Her hair glowed like golden Baetic fleece, like German
curls, like a hazel dormouse. A girl whose soft breath
was as fragrant as damask roses, or Attic honey
fresh from the comb, or amber warmed in the hand.
Next to her, peacocks were crude, tiny squirrels
unlovable and the Phoenix nothing much.
Now Erotion lies still warm in the grave. The bitter
edict of brutal fate took her before even completing her
sixth winter. Our love and delight, my merry playmate.
And Paetus, my friend, forbids me to weep, beats his
own breast and tousles his hair: “Aren’t you ashamed
to lose it over the death of a little house slave,” he says.
“I buried my wife—but I got on with my life. And she
was a socialite from the old nobility, proud and wealthy
in her own right.” Who can set a braver example than our
Paetus? He collects twenty million and gets on with his life.
The third version of the elegy is also included in the translator’s selection for Mea Roma, and comes from “Book X, 61” some ten years after the two earlier compositions. Scholars have it that this poem is from one of the last books of the Epigrams that Martial composed before leaving Rome and returning to his native Spain to live out his last years. More condensed, though no less moving and refined a lament, “Book X, 61” reads like an epitaph on a child’s gravestone, addressed to whomever comes into possession of this plot of land after the poet has moved away:
Here rests Erotion’s hurried shade, robbed
of life by fate and her sixth winter. Whoever
owns this little plot after me, make an offering
to her small ghost each year. Then, may your
household endure, safe and untroubled.
Let this stone be the only sorrow on your land.
It might be useful to quote one more poem from these later books, “Book X, 63,” appearing right after the above in Mea Roma. Like the third Erotion elegy, it too uses the conceit of a gravestone inscription, as both of these late epigrams point to the form’s probable origins in Greek poetry as tombstone epitaphs. Here Martial is at his witty and scabrous best, undercutting any sentimentality for the aged matron. The poet leaves us with a bittersweet admiration for the lady, not only for her advanced years, but for what she has seen and endured with a quite remarkable vigor and dignity. Just when the reader is full of good feeling and somewhat complacent in the poet’s praise for this fine example of everyday Roman virtue, Martial twists the sentiment in his conclusion—making, in the simplest, colloquial terms, his elderly subject all the more sympathetic:
This gravestone you’re reading may be small,
traveler, but cedes nothing to any mausoleum or
pyramid.
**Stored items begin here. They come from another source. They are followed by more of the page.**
//! Hydration errors.

use agora_core::{AgoraError, RpcStatus};
use thiserror::Error;

/// A batch lookup failed and the page was discarded.
#[derive(Debug, Error)]
pub enum HydrateError {
    /// The user directory batch failed.
    #[error("user batch failed: {0}")]
    Users(RpcStatus),

    /// The media batch failed.
    #[error("image batch failed: {0}")]
    Media(RpcStatus),
}

impl HydrateError {
    /// Returns the underlying transport status.
    #[must_use]
    pub const fn status(&self) -> &RpcStatus {
        match self {
            Self::Users(status) | Self::Media(status) => status,
        }
    }
}

impl From<HydrateError> for AgoraError {
    fn from(err: HydrateError) -> Self {
        match err {
            HydrateError::Users(status) | HydrateError::Media(status) => status.into(),
        }
    }
}
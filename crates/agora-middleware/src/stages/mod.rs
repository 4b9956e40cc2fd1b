//! Gateway stages.
//!
//! | Stage | Rejects with |
//! |-------|--------------|
//! | [`MethodGate`] | 405 + `Allow` |
//! | [`RateLimitStage`] | 429 + `Retry-After` |
//! | [`AuthStage`] | 401 |
//! | [`ContextEnrichStage`] | never |

mod auth;
mod enrich;
mod method_gate;
mod rate_limit;

pub use auth::AuthStage;
pub use enrich::ContextEnrichStage;
pub use method_gate::MethodGate;
pub use rate_limit::{FailMode, RateLimitStage};
//! Test request builder.

use crate::error::TestError;
use bytes::Bytes;
use http::header::{self, HeaderName, HeaderValue};
use http::{HeaderMap, Method};
use http_body_util::Full;
use serde::Serialize;
use std::net::IpAddr;

/// A built request plus the peer address it appears to come from.
#[derive(Debug)]
pub struct TestRequest {
    /// The HTTP request.
    pub request: http::Request<Full<Bytes>>,
    /// Socket peer address.
    pub peer: Option<IpAddr>,
}

impl TestRequest {
    /// Starts a `GET` request.
    pub fn get(uri: impl AsRef<str>) -> TestRequestBuilder {
        TestRequestBuilder::new(Method::GET, uri)
    }

    /// Starts a `POST` request.
    pub fn post(uri: impl AsRef<str>) -> TestRequestBuilder {
        TestRequestBuilder::new(Method::POST, uri)
    }

    /// Starts a `DELETE` request.
    pub fn delete(uri: impl AsRef<str>) -> TestRequestBuilder {
        TestRequestBuilder::new(Method::DELETE, uri)
    }
}

/// Fluent builder for [`TestRequest`].
///
/// Invalid headers are reported by [`TestRequestBuilder::build`].
#[derive(Debug)]
#[must_use]
pub struct TestRequestBuilder {
    method: Method,
    uri: String,
    headers: HeaderMap,
    cookies: Vec<String>,
    body: Bytes,
    peer: Option<IpAddr>,
    error: Option<String>,
}

impl TestRequestBuilder {
    /// Creates a builder.
    pub fn new(method: Method, uri: impl AsRef<str>) -> Self {
        Self {
            method,
            uri: uri.as_ref().to_string(),
            headers: HeaderMap::new(),
            cookies: Vec::new(),
            body: Bytes::new(),
            peer: Some(IpAddr::from([127, 0, 0, 1])),
            error: None,
        }
    }

    /// Sets a header.
    pub fn header(mut self, name: impl AsRef<str>, value: impl AsRef<str>) -> Self {
        match (
            HeaderName::try_from(name.as_ref()),
            HeaderValue::try_from(value.as_ref()),
        ) {
            (Ok(name), Ok(value)) => {
                self.headers.insert(name, value);
            }
            _ => self.error = Some(format!("invalid header {}", name.as_ref())),
        }
        self
    }

    /// Adds a cookie.
    pub fn cookie(mut self, name: &str, value: &str) -> Self {
        self.cookies.push(format!("{name}={value}"));
        self
    }

    /// Sets `Authorization: Bearer <token>`.
    pub fn bearer_token(self, token: impl AsRef<str>) -> Self {
        self.header(
            header::AUTHORIZATION.as_str(),
            format!("Bearer {}", token.as_ref()),
        )
    }

    /// Sets a JSON body and content type.
    pub fn json<T: Serialize>(mut self, value: &T) -> Self {
        match serde_json::to_vec(value) {
            Ok(bytes) => self.body = Bytes::from(bytes),
            Err(e) => self.error = Some(e.to_string()),
        }
        self.header(header::CONTENT_TYPE.as_str(), "application/json")
    }

    /// Sets a raw body.
    pub fn body(mut self, body: impl Into<Bytes>) -> Self {
        self.body = body.into();
        self
    }

    /// Sets the peer address.
    pub fn peer(mut self, ip: impl Into<IpAddr>) -> Self {
        self.peer = Some(ip.into());
        self
    }

    /// Builds the request.
    pub fn build(self) -> Result<TestRequest, TestError> {
        if let Some(error) = self.error {
            return Err(TestError::RequestBuild(error));
        }
        let mut builder = http::Request::builder().method(self.method).uri(&self.uri);
        if let Some(headers) = builder.headers_mut() {
            headers.extend(self.headers);
            if !self.cookies.is_empty() {
                let cookie = HeaderValue::try_from(self.cookies.join("; "))
                    .map_err(|e| TestError::RequestBuild(e.to_string()))?;
                headers.insert(header::COOKIE, cookie);
            }
        }
        let request = builder
            .body(Full::new(self.body))
            .map_err(|e| TestError::RequestBuild(e.to_string()))?;
        Ok(TestRequest {
            request,
            peer: self.peer,
        })
    }
}

#[cfg(test)]
mod tests {
    use super::*;

    #[test]
    fn builds_cookies_and_json() {
        let built = TestRequest::post("/post/create")
            .cookie("jwt", "abc")
            .cookie("theme", "dark")
            .json(&serde_json::json!({ "body": "hi" }))
            .peer([203, 0, 113, 1])
            .build()
            .unwrap();
        assert_eq!(built.request.method(), Method::POST);
        assert_eq!(built.request.headers()["cookie"], "jwt=abc; theme=dark");
        assert_eq!(built.request.headers()["content-type"], "application/json");
        assert_eq!(built.peer, Some(IpAddr::from([203, 0, 113, 1])));
    }

    #[test]
    fn invalid_header_fails_at_build() {
        let err = TestRequest::get("/").header("bad header", "x").build().unwrap_err();
        assert!(matches!(err, TestError::RequestBuild(_)));
    }
}
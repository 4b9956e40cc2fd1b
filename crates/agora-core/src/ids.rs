//! Identifier types.

use serde::{Deserialize, Serialize};
use std::fmt;
use uuid::Uuid;

/// Opaque user identifier issued by the users service.
pub type UserId = i64;

/// Post identifier.
pub type PostId = i64;

/// Group identifier. Zero means "no group".
pub type GroupId = i64;

/// Image identifier issued by the media service.
pub type ImageId = i64;

/// Unique identifier for a single request.
///
/// Request IDs are UUID v7 and are minted fresh for every request; incoming
/// request-ID headers are never reused.
///
/// # Example
///
/// ```
/// use agora_core::RequestId;
///
/// let a = RequestId::new();
/// let b = RequestId::new();
/// assert_ne!(a, b);
/// ```
#[derive(Debug, Clone, Copy, PartialEq, Eq, Hash, Serialize, Deserialize)]
#[serde(transparent)]
pub struct RequestId(Uuid);

impl RequestId {
    /// Creates a new request ID.
    #[must_use]
    pub fn new() -> Self {
        Self(Uuid::now_v7())
    }

    /// Returns the underlying UUID.
    #[must_use]
    pub const fn as_uuid(&self) -> &Uuid {
        &self.0
    }
}

impl Default for RequestId {
    fn default() -> Self {
        Self::new()
    }
}

impl fmt::Display for RequestId {
    fn fmt(&self, f: &mut fmt::Formatter<'_>) -> fmt::Result {
        write!(f, "{}", self.0)
    }
}

/// Distributed trace identifier.
///
/// Either propagated verbatim from an incoming header or minted as a fresh
/// 128-bit random value rendered as 32 lowercase hex characters.
#[derive(Debug, Clone, PartialEq, Eq, Hash, Serialize, Deserialize)]
#[serde(transparent)]
pub struct TraceId(String);

impl TraceId {
    /// Longest header value accepted as a propagated trace ID.
    pub const MAX_LEN: usize = 128;

    /// Mints a fresh random trace ID.
    #[must_use]
    pub fn generate() -> Self {
        Self(Uuid::new_v4().simple().to_string())
    }

    /// Accepts a propagated trace ID if it is a plausible header token.
    ///
    /// Empty values, values longer than [`Self::MAX_LEN`], and values with
    /// characters outside `[A-Za-z0-9-_.:]` are rejected.
    ///
    /// # Example
    ///
    /// ```
    /// use agora_core::TraceId;
    ///
    /// assert!(TraceId::parse("4bf92f3577b34da6a3ce929d0e0e4736").is_some());
    /// assert!(TraceId::parse("").is_none());
    /// assert!(TraceId::parse("bad value").is_none());
    /// ```
    #[must_use]
    pub fn parse(value: &str) -> Option<Self> {
        let value = value.trim();
        if value.is_empty() || value.len() > Self::MAX_LEN {
            return None;
        }
        let valid = value
            .bytes()
            .all(|b| b.is_ascii_alphanumeric() || matches!(b, b'-' | b'_' | b'.' | b':'));
        valid.then(|| Self(value.to_string()))
    }

    /// Returns the trace ID as a string slice.
    #[must_use]
    pub fn as_str(&self) -> &str {
        &self.0
    }
}

impl fmt::Display for TraceId {
    fn fmt(&self, f: &mut fmt::Formatter<'_>) -> fmt::Result {
        f.write_str(&self.0)
    }
}

#[cfg(test)]
mod tests {
    use super::*;

    #[test]
    fn generated_trace_ids_are_128_bit_hex() {
        let id = TraceId::generate();
        assert_eq!(id.as_str().len(), 32);
        assert!(id.as_str().bytes().all(|b| b.is_ascii_hexdigit()));
        assert_ne!(id, TraceId::generate());
    }

    #[test]
    fn parse_rejects_oversized_values() {
        let long = "a".repeat(TraceId::MAX_LEN + 1);
        assert!(TraceId::parse(&long).is_none());
        assert!(TraceId::parse(&"a".repeat(TraceId::MAX_LEN)).is_some());
    }

    #[test]
    fn parse_trims_whitespace() {
        let id = TraceId::parse("  abc-123  ").unwrap();
        assert_eq!(id.as_str(), "abc-123");
    }

    #[test]
    fn request_id_display_is_uuid() {
        let id = RequestId::new();
        assert_eq!(id.to_string(), id.as_uuid().to_string());
    }
}
//! # Agora Hydrate
//!
//! Fills user and image references on a page of entities with two batch
//! calls, one to the user directory and one to the media service.
//!
//! - [`Hydratable`] - what an entity exposes to be hydrated
//! - [`Hydrator`] - collects references, fetches, and writes them back
//! - [`PostView`], [`NotificationView`] - the hydratable shapes the gateway serves
//!
//! Hydration never reorders or drops entities. A reference that cannot be
//! resolved leaves a zero-value user or an empty URL. A failed batch fails the
//! whole page.

#![doc(html_root_url = "https://docs.rs/agora-hydrate/0.1.0")]
#![warn(missing_docs)]
#![forbid(unsafe_code)]

mod error;
mod hydrator;
mod refs;
mod view;

pub use error::HydrateError;
pub use hydrator::{Hydratable, Hydrator};
pub use refs::ReferenceSet;
pub use view::{NotificationView, PostView};
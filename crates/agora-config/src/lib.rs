//! # Agora Config
//!
//! Typed, layered configuration for the Agora gateway.
//!
//! - TOML and JSON files, merged over defaults or a preset
//! - Environment overrides of the form `AGORA__SECTION__KEY`
//! - Strict parsing: unknown fields are errors
//! - Cross-field validation before the server starts
//!
//! ## Example
//!
//! ```no_run
//! use agora_config::ConfigLoader;
//!
//! # fn main() -> Result<(), agora_config::ConfigError> {
//! let config = ConfigLoader::new()
//!     .with_production()
//!     .with_optional_file("agora.toml")?
//!     .with_dotenv()
//!     .with_env_prefix("AGORA")
//!     .load()?;
//!
//! println!("listening on {}", config.server.http_addr);
//! # Ok(())
//! # }
//! ```
//!
//! ## File format
//!
//! ```toml
//! [server]
//! http_addr = "0.0.0.0:8080"
//! request_timeout_ms = 10000
//!
//! [rate_limit.ip_default]
//! capacity = 20
//! refill_per_second = 5.0
//!
//! [rate_limit.fail_mode]
//! ip = "open"
//! principal = "closed"
//!
//! [auth]
//! cookie_name = "jwt"
//!
//! [notifications.aggregation_windows]
//! new_message = 3600
//!
//! [telemetry.logging]
//! level = "info"
//! format = "json"
//! ```

#![doc(html_root_url = "https://docs.rs/agora-config/0.1.0")]
#![warn(missing_docs)]
#![forbid(unsafe_code)]

mod config;
mod error;
mod loader;
mod schema;

pub use config::{AgoraConfig, MIN_SECRET_LEN};
pub use error::ConfigError;
pub use loader::{ConfigLoader, DEFAULT_ENV_PREFIX};
pub use schema::{
    AuthConfig, BucketConfig, ConsumerConfig, DatabaseConfig, FailMode, FailModeConfig,
    LogFormat, LoggingConfig, MetricsConfig, NotificationsConfig, RateLimitConfig, ServerConfig,
    ServicesConfig, TelemetryConfig,
};
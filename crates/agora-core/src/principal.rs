//! Caller identity.

use crate::ids::UserId;
use chrono::{DateTime, Utc};
use serde::{Deserialize, Serialize};

/// The authenticated identity attached to a request.
///
/// Created by the gateway's auth stage from a verified credential and dropped
/// when the request ends. Never shared across requests.
#[derive(Debug, Clone, PartialEq, Eq, Serialize, Deserialize)]
pub struct Principal {
    user_id: UserId,
    issued_at: DateTime<Utc>,
    expires_at: DateTime<Utc>,
}

impl Principal {
    /// Creates a principal for a verified user.
    #[must_use]
    pub const fn new(user_id: UserId, issued_at: DateTime<Utc>, expires_at: DateTime<Utc>) -> Self {
        Self {
            user_id,
            issued_at,
            expires_at,
        }
    }

    /// Returns the user ID.
    #[must_use]
    pub const fn user_id(&self) -> UserId {
        self.user_id
    }

    /// Returns when the credential was issued.
    #[must_use]
    pub const fn issued_at(&self) -> DateTime<Utc> {
        self.issued_at
    }

    /// Returns when the credential expires.
    #[must_use]
    pub const fn expires_at(&self) -> DateTime<Utc> {
        self.expires_at
    }
}

/// Who is making a request.
#[derive(Debug, Clone, Default, PartialEq, Eq, Serialize, Deserialize)]
#[serde(tag = "type", rename_all = "snake_case")]
pub enum Caller {
    /// No credential was presented (or the route does not authenticate).
    #[default]
    Anonymous,
    /// A verified principal.
    Authenticated(Principal),
}

impl Caller {
    /// Returns the principal, if authenticated.
    #[must_use]
    pub const fn principal(&self) -> Option<&Principal> {
        match self {
            Self::Authenticated(principal) => Some(principal),
            Self::Anonymous => None,
        }
    }

    /// Returns the user ID, if authenticated.
    #[must_use]
    pub fn user_id(&self) -> Option<UserId> {
        self.principal().map(Principal::user_id)
    }

    /// Returns `true` for anonymous callers.
    #[must_use]
    pub const fn is_anonymous(&self) -> bool {
        matches!(self, Self::Anonymous)
    }
}

impl From<Principal> for Caller {
    fn from(principal: Principal) -> Self {
        Self::Authenticated(principal)
    }
}
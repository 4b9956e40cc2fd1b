//! Gateway handlers.
//!
//! Every handler runs behind the full stage chain, so the context always
//! carries an authenticated principal.

use crate::state::AppState;
use agora_core::{AgoraError, GroupId, ImageId, PostId, RequestContext, UserId};
use agora_hydrate::{NotificationView, PostView};
use agora_middleware::{Request, Response, ResponseExt};
use agora_notify::{EventEnvelope, NotificationEvent, PostLiked, MAX_PAGE};
use agora_store::{AudienceTag, NewPost, NotificationId};
use http::StatusCode;
use http_body_util::BodyExt;
use serde::de::DeserializeOwned;
use serde::{Deserialize, Serialize};
use std::collections::HashSet;
use std::sync::Arc;

/// Notifications returned when the caller gives no `limit`.
pub const DEFAULT_PAGE: usize = 20;

/// Query of `GET /post/read`.
#[derive(Debug, Clone, Copy, Deserialize)]
pub struct ReadQuery {
    /// Post to read.
    pub id: PostId,
}

/// Query of `GET /notifications`.
#[derive(Debug, Clone, Copy, Default, Deserialize)]
pub struct ListQuery {
    /// Page size, 1 to [`MAX_PAGE`].
    pub limit: Option<usize>,
}

impl ListQuery {
    fn page_size(self) -> Result<usize, AgoraError> {
        match self.limit {
            None => Ok(DEFAULT_PAGE),
            Some(limit) if (1..=MAX_PAGE).contains(&limit) => Ok(limit),
            Some(_) => Err(AgoraError::bad_request(format!(
                "limit must be between 1 and {MAX_PAGE}"
            ))),
        }
    }
}

/// Body of `POST /post/create`.
#[derive(Debug, Clone, Deserialize)]
#[serde(deny_unknown_fields)]
pub struct CreatePost {
    /// Post text.
    pub body: String,
    /// Visibility policy.
    #[serde(default = "public")]
    pub audience: AudienceTag,
    /// Owning group, required for group posts.
    #[serde(default)]
    pub group_id: GroupId,
    /// Attached image.
    #[serde(default)]
    pub image_id: Option<ImageId>,
    /// Allowed viewers, required for selected-audience posts.
    #[serde(default)]
    pub audience_ids: Vec<UserId>,
}

const fn public() -> AudienceTag {
    AudienceTag::Public
}

impl CreatePost {
    fn validate(&self) -> Result<(), AgoraError> {
        if self.body.trim().is_empty() {
            return Err(AgoraError::bad_request("post body must not be empty"));
        }
        match self.audience {
            AudienceTag::Group if self.group_id <= 0 => {
                Err(AgoraError::bad_request("group posts need a group_id"))
            }
            AudienceTag::Selected if self.audience_ids.is_empty() => {
                Err(AgoraError::bad_request("selected posts need audience_ids"))
            }
            AudienceTag::Public | AudienceTag::Followers | AudienceTag::Group
                if !self.audience_ids.is_empty() =>
            {
                Err(AgoraError::bad_request("audience_ids only apply to selected posts"))
            }
            _ => {
                let mut seen = HashSet::with_capacity(self.audience_ids.len());
                if self.audience_ids.iter().all(|id| seen.insert(*id)) {
                    Ok(())
                } else {
                    Err(AgoraError::bad_request("audience_ids must not repeat"))
                }
            }
        }
    }
}

/// Body of `POST /post/react`.
#[derive(Debug, Clone, Copy, Deserialize)]
#[serde(deny_unknown_fields)]
pub struct React {
    /// Post to like or unlike.
    pub post_id: PostId,
}

/// Body of `POST /notifications/seen`.
#[derive(Debug, Clone, Deserialize)]
#[serde(deny_unknown_fields)]
pub struct MarkSeen {
    /// Notifications to mark.
    pub ids: Vec<NotificationId>,
}

/// Body of `POST /notifications/acted`.
#[derive(Debug, Clone, Copy, Deserialize)]
#[serde(deny_unknown_fields)]
pub struct MarkActed {
    /// Notification to mark.
    pub id: NotificationId,
}

#[derive(Debug, Serialize)]
struct Created {
    id: PostId,
}

#[derive(Debug, Serialize)]
struct Reacted {
    liked: bool,
    reactions: usize,
}

#[derive(Debug, Serialize)]
struct Page {
    notifications: Vec<NotificationView>,
}

#[derive(Debug, Serialize)]
struct Updated {
    updated: usize,
}

/// `GET /post/read?id=`
pub async fn read_post(
    state: AppState,
    ctx: Arc<RequestContext>,
    request: Request,
) -> Result<Response, AgoraError> {
    let ReadQuery { id } = query(&request)?;
    state.access.authorize_read(&ctx, id).await?;
    let post = state.db.post(id).await?;
    let view = state.hydrator.hydrate_one(&ctx, PostView::from(post)).await?;
    json(StatusCode::OK, &view)
}

/// `POST /post/create`
pub async fn create_post(
    state: AppState,
    ctx: Arc<RequestContext>,
    request: Request,
) -> Result<Response, AgoraError> {
    let creator = ctx.require_principal()?.user_id();
    let input: CreatePost = read_json(request).await?;
    input.validate()?;

    let new = NewPost {
        id: None,
        creator_id: creator,
        group_id: input.group_id,
        audience: input.audience,
        body: input.body,
        image_id: input.image_id,
        created_at: state.clock.now(),
    };
    let audience = input.audience_ids;
    let id = state
        .db
        .run_tx_for(&ctx, move |tx| {
            Box::pin(async move {
                let id = tx.insert_post(new).await?;
                for user in audience {
                    tx.add_audience_member(id, user).await?;
                }
                Ok::<_, AgoraError>(id)
            })
        })
        .await?;

    tracing::info!(post_id = id, user_id = creator, "post created");
    json(StatusCode::CREATED, &Created { id })
}

/// `POST /post/react`
///
/// Toggles the caller's like. A new like appends a `post_liked` event for the
/// post's creator to the outbox in the same transaction, so the event exists
/// exactly when the like does.
pub async fn react(
    state: AppState,
    ctx: Arc<RequestContext>,
    request: Request,
) -> Result<Response, AgoraError> {
    let liker = ctx.require_principal()?.user_id();
    let React { post_id } = read_json(request).await?;
    state.access.authorize_write(&ctx, post_id).await?;

    let now = state.clock.now();
    let (liked, reactions) = state
        .db
        .run_tx_for(&ctx, move |tx| {
            Box::pin(async move {
                let liked = tx.toggle_reaction(post_id, liker, now).await?;
                if liked {
                    let owner = tx
                        .post(post_id)
                        .await?
                        .map(|post| post.creator_id)
                        .ok_or_else(|| AgoraError::not_found("post not found"))?;
                    let event = EventEnvelope::new(NotificationEvent::PostLiked(PostLiked {
                        post_id,
                        owner_id: owner,
                        liker_id: liker,
                        aggregate: true,
                    }));
                    tx.append_event(&event.encode()?, now).await?;
                }
                Ok::<_, AgoraError>((liked, tx.reaction_count(post_id).await?))
            })
        })
        .await?;

    json(StatusCode::OK, &Reacted { liked, reactions })
}

/// `GET /notifications?limit=`
pub async fn list_notifications(
    state: AppState,
    ctx: Arc<RequestContext>,
    request: Request,
) -> Result<Response, AgoraError> {
    let recipient = ctx.require_principal()?.user_id();
    let limit = query::<ListQuery>(&request)?.page_size()?;
    let rows = state.inbox.list(&ctx, recipient, limit).await?;
    let notifications = state
        .hydrator
        .hydrate(&ctx, rows.into_iter().map(NotificationView::from).collect())
        .await?;
    json(StatusCode::OK, &Page { notifications })
}

/// `POST /notifications/seen`
pub async fn mark_seen(
    state: AppState,
    ctx: Arc<RequestContext>,
    request: Request,
) -> Result<Response, AgoraError> {
    let recipient = ctx.require_principal()?.user_id();
    let MarkSeen { ids } = read_json(request).await?;
    if ids.is_empty() {
        return Err(AgoraError::bad_request("ids must not be empty"));
    }
    let updated = state.inbox.mark_seen(&ctx, recipient, &ids).await?;
    json(StatusCode::OK, &Updated { updated })
}

/// `POST /notifications/acted`
pub async fn mark_acted(
    state: AppState,
    ctx: Arc<RequestContext>,
    request: Request,
) -> Result<Response, AgoraError> {
    let recipient = ctx.require_principal()?.user_id();
    let MarkActed { id } = read_json(request).await?;
    state.inbox.mark_acted(&ctx, recipient, id).await?;
    json(StatusCode::OK, &Updated { updated: 1 })
}

/// Decodes the URL query, percent-escapes included.
fn query<T: DeserializeOwned>(request: &Request) -> Result<T, AgoraError> {
    serde_urlencoded::from_str(request.uri().query().unwrap_or_default())
        .map_err(|err| AgoraError::bad_request(format!("invalid query: {err}")))
}

async fn read_json<T: DeserializeOwned>(request: Request) -> Result<T, AgoraError> {
    let body = request
        .into_body()
        .collect()
        .await
        .unwrap_or_else(|never| match never {})
        .to_bytes();
    serde_json::from_slice(&body).map_err(|err| AgoraError::bad_request(format!("invalid body: {err}")))
}

fn json<T: Serialize>(status: StatusCode, value: &T) -> Result<Response, AgoraError> {
    let body = serde_json::to_value(value)
        .map_err(|err| AgoraError::internal_with_source("failed to encode response", err))?;
    Ok(Response::json(status, &body))
}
I attended not one, but two Saecular
Games, sixty four years apart, and never lost a step
until my dying day. Juno gave me five boys and as
many girls, and every one of their hands
closed my eyes. My marriage was a glory to
behold, and I was faithful to just that one prick.
It goes without saying that any contemporary English reader’s knowledge of Martial is dependent on the translator’s skill. In the above, for instance, Beck uses what, in his introduction, he terms an “invisible footnote” to clarify an apparent inconsistency for the contemporary reader. The problem is that the Secular Games were supposed to be at least a century apart and, if so, Martial’s persona would be making our Roman matron’s declarations quite laughable. However, Beck tells us that Claudius held special Games in 47 C.E. to celebrate the eight-hundredth anniversary of Rome’s founding, making it sixty four years after Augustus’ 17 B.C.E. Games, and certainly in line with the character of his persona. Thus, Beck creates his “invisible” note by rendering the lines: "I attended not one, but two Saecular / Games, sixty four years apart…"
Work as outstanding as Art Beck’s in Mea Roma, as well as his choice of epigrams, reveals the Latin classic not only in a new light, but with the full range of values that characterize the original. Beck’s is a poet’s translation, and a great one at that, demonstrating the work of a contemporary speaker of American English who has come to live with the canon of a Roman poet from the first century C.E. Art Beck has not only discovered contemporary poetic equivalences for Martial’s verse, but has achieved, in Mea Roma, that rare distinction of speaking through Martial, creating new American poems that give life to a 2,000-year-old imagination.